Global Issues in Language Education: Issue 33. Dec. 1998. (p. 14-16)


Indigenous Peoples - Alive and Well in Your Classroom
by Dorothy Dufour (Hokkaido, Japan)

    I'll start by telling you what I know. I cannot tell you what I don't know. I'll start by telling you what it is that I don't understand. This is my story. This story starts with me. It has to start with me.

    I'm not Ainu. I'm not Japanese. What right do I have to speak about Japanese-Ainu relations? I could very well be told that it is all none of my business. I could very well be told that Americans have no moral ascendency over the Japanese when it comes to annihilation attempts, assimilation programs and ethnocide/genocide campaigns.
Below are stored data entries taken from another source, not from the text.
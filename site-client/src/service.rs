//! Config Service port
//!
//! The two operations the accessor needs from the server side. The network
//! implementation lives in [`crate::http`]; tests plug in scripted fakes.

use async_trait::async_trait;
use shared::models::SiteSettings;

use crate::error::ClientResult;

/// Fetch / replace the settings document
#[async_trait]
pub trait SettingsService: Send + Sync {
    /// Current document; the empty default when nothing was ever stored
    async fn get_config(&self) -> ClientResult<SiteSettings>;

    /// Persist `settings` as the whole new document, returning what was stored
    async fn replace_config(&self, settings: &SiteSettings) -> ClientResult<SiteSettings>;
}

#[async_trait]
impl<T: SettingsService + ?Sized> SettingsService for std::sync::Arc<T> {
    async fn get_config(&self) -> ClientResult<SiteSettings> {
        (**self).get_config().await
    }

    async fn replace_config(&self, settings: &SiteSettings) -> ClientResult<SiteSettings> {
        (**self).replace_config(settings).await
    }
}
    When people of one group or nation encounter people of a different group or nation, I think most of us try to be friendly, helpful and understanding as individuals. However, we must never forget that we are representatives of the group or nation of which we were born and raised. It takes a long time to get to know and really trust each other as individuals on a really deep level. And even if we do, it is always a somewhat tenuous relationship. It can fall apart at anytime, especially if we think we really understand what has happened in the past.

    In 1991 I was asked to become translator for Yai Yukara no Mori, an Ainu culture preservation group that was the offspring of the Yai Yukara Academic Society, founded in 1973 with the purpose of reclaiming the stolen Ainu heritage . . . of taking it out of the hands of Japanese academics who inadvertently often proclaimed that the Ainu were a dying people. This is easy to say if you are not Ainu. It is impossible to accept if you are.

    In your roots lie your strength, your pride, your hope for your children and your great grandchildren. Without your roots and your vision for the future, you lose your confidence, you are floating without anchor, you cannot put forth your best. You are easily manipulated. You don't understand your purpose in life. You become a kind of decoration. You make the other side look good. The other side is credited for being broadminded and liberal and understanding because they are associating with you. This is called the colonizer-mind set. Needless to say the "vanquished" peoples cannot accept this. Their ancestors may have been murdered, their lands may have been stolen, and their languages may have been repressed, but their spirit is not dead. Their culture has not been eradicated. They are still fighting for their very lives . . . and that is something we colonizers must admit that we don't understand. To pretend that we do is to trivialize their experience.

    This was made very clear to me one day in May of 1992. Yai Yukara no Mori was having its first spring camp. Sixty of us, Ainu, Japanese, me and my three Japanese-American children, had been gathering wild mountain vegetables and had finished cooking and eating our banquet of traditional Ainu foods.

    Food is culture that you can eat and share. Eating is a form of intercultural communication. Drinking is, too. I love the taste of home brewed doburoku when it is young and still has the sightly sour taste of yogurt. It is a strong rice wine that is not clear like sake. It has a cloudy white color. The fact that we were drinking an illegal home brew definitely added to the flavor.